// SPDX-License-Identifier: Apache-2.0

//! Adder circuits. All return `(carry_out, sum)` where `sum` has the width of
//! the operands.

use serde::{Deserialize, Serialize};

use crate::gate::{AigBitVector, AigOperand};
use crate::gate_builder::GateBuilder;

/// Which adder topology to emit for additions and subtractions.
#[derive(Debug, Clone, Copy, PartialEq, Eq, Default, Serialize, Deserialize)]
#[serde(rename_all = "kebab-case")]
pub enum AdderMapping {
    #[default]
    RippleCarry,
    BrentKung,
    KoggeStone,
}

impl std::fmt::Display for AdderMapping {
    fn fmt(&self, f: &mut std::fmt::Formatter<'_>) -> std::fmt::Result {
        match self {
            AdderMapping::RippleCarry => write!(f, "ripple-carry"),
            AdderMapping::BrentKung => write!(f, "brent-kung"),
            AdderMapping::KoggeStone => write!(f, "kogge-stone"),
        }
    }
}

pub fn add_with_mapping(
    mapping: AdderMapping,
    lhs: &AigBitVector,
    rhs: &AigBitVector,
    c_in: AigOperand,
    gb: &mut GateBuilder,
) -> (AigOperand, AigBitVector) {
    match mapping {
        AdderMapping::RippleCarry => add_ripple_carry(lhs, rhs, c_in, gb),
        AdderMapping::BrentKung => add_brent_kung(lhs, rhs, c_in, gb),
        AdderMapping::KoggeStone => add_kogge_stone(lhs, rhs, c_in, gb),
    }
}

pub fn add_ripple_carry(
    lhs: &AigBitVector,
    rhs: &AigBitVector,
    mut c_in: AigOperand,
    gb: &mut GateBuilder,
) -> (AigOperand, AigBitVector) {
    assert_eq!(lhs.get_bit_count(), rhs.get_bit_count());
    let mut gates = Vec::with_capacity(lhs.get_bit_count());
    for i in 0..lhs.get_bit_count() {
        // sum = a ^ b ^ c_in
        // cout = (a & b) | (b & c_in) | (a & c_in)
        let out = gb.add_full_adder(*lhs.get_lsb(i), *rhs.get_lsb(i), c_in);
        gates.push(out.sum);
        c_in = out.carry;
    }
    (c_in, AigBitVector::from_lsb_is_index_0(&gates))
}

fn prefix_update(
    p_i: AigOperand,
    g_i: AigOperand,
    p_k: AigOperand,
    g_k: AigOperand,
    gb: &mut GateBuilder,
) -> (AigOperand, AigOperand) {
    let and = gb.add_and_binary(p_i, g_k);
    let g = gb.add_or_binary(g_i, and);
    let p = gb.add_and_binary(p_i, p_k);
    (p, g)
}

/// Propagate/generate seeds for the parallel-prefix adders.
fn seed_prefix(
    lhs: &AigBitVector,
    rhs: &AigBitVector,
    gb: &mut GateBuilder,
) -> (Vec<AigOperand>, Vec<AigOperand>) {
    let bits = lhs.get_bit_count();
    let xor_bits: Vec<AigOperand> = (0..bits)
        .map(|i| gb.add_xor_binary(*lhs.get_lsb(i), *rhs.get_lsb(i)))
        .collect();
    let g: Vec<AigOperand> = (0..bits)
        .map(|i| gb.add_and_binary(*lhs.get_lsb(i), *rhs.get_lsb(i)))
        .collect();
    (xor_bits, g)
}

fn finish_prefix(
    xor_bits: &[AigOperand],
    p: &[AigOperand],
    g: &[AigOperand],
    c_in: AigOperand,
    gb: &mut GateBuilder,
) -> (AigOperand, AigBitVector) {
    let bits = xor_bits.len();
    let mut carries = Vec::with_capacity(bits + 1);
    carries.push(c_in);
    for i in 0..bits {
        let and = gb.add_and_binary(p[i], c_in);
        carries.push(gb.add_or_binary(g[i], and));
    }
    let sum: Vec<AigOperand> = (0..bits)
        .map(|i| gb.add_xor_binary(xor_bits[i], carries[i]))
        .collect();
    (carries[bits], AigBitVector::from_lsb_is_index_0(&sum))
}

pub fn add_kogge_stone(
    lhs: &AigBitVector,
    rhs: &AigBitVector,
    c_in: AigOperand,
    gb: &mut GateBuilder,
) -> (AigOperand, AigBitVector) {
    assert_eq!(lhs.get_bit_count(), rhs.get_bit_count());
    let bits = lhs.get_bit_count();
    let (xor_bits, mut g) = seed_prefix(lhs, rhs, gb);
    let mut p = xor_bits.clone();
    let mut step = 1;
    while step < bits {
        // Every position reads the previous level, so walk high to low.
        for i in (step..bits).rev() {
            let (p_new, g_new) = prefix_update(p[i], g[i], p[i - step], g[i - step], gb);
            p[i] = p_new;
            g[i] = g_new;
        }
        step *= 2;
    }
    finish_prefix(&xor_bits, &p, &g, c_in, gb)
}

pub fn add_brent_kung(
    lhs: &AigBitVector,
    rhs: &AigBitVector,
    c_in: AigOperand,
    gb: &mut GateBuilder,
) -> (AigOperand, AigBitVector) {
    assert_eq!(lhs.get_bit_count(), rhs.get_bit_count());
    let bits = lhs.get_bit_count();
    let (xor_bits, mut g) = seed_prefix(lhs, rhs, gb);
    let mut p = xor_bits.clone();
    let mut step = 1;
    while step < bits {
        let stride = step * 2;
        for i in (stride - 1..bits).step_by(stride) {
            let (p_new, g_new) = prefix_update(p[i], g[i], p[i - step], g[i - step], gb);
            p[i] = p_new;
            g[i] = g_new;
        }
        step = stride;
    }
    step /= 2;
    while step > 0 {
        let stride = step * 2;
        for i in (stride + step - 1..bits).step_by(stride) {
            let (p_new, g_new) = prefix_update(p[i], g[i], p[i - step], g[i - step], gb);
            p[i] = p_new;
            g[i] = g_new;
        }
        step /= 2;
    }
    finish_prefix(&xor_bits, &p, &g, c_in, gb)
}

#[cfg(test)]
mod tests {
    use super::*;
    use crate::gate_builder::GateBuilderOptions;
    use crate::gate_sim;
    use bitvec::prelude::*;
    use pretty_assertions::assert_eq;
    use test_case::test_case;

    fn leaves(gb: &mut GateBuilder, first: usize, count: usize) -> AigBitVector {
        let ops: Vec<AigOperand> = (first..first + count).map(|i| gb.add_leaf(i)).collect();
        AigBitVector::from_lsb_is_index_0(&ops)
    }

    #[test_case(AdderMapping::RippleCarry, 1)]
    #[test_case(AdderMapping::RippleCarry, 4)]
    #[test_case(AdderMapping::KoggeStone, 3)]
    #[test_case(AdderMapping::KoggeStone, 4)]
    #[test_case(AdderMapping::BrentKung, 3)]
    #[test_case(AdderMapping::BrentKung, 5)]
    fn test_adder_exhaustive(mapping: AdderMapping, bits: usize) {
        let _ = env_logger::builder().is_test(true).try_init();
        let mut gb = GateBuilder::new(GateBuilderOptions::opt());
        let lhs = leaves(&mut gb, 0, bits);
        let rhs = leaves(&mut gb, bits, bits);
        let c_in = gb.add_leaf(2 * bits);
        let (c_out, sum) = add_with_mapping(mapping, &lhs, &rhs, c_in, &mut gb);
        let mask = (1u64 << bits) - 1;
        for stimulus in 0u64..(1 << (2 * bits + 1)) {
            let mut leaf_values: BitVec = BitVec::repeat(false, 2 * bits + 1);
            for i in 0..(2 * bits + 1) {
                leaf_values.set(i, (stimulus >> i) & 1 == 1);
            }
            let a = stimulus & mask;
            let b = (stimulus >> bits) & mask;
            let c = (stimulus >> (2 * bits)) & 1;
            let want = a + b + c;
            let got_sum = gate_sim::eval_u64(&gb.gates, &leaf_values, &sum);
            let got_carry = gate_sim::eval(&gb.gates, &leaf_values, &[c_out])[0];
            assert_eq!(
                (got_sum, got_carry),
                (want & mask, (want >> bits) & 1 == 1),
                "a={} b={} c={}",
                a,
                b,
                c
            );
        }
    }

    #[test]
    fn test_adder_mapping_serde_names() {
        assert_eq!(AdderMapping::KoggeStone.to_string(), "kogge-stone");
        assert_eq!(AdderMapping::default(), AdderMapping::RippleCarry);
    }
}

++++

→ Task prompt
Within the listing above, locate the line containing "#[test_case(AdderMapping::RippleCarry, 4)]" and the line containing "let a = stimulus & mask;". Reproduce those two lines and all lines between them exactly, with nothing added.

→ Output below
    #[test_case(AdderMapping::RippleCarry, 4)]
    #[test_case(AdderMapping::KoggeStone, 3)]
    #[test_case(AdderMapping::KoggeStone, 4)]
    #[test_case(AdderMapping::BrentKung, 3)]
    #[test_case(AdderMapping::BrentKung, 5)]
    fn test_adder_exhaustive(mapping: AdderMapping, bits: usize) {
        let _ = env_logger::builder().is_test(true).try_init();
        let mut gb = GateBuilder::new(GateBuilderOptions::opt());
        let lhs = leaves(&mut gb, 0, bits);
        let rhs = leaves(&mut gb, bits, bits);
        let c_in = gb.add_leaf(2 * bits);
        let (c_out, sum) = add_with_mapping(mapping, &lhs, &rhs, c_in, &mut gb);
        let mask = (1u64 << bits) - 1;
        for stimulus in 0u64..(1 << (2 * bits + 1)) {
            let mut leaf_values: BitVec = BitVec::repeat(false, 2 * bits + 1);
            for i in 0..(2 * bits + 1) {
                leaf_values.set(i, (stimulus >> i) & 1 == 1);
            }
            let a = stimulus & mask;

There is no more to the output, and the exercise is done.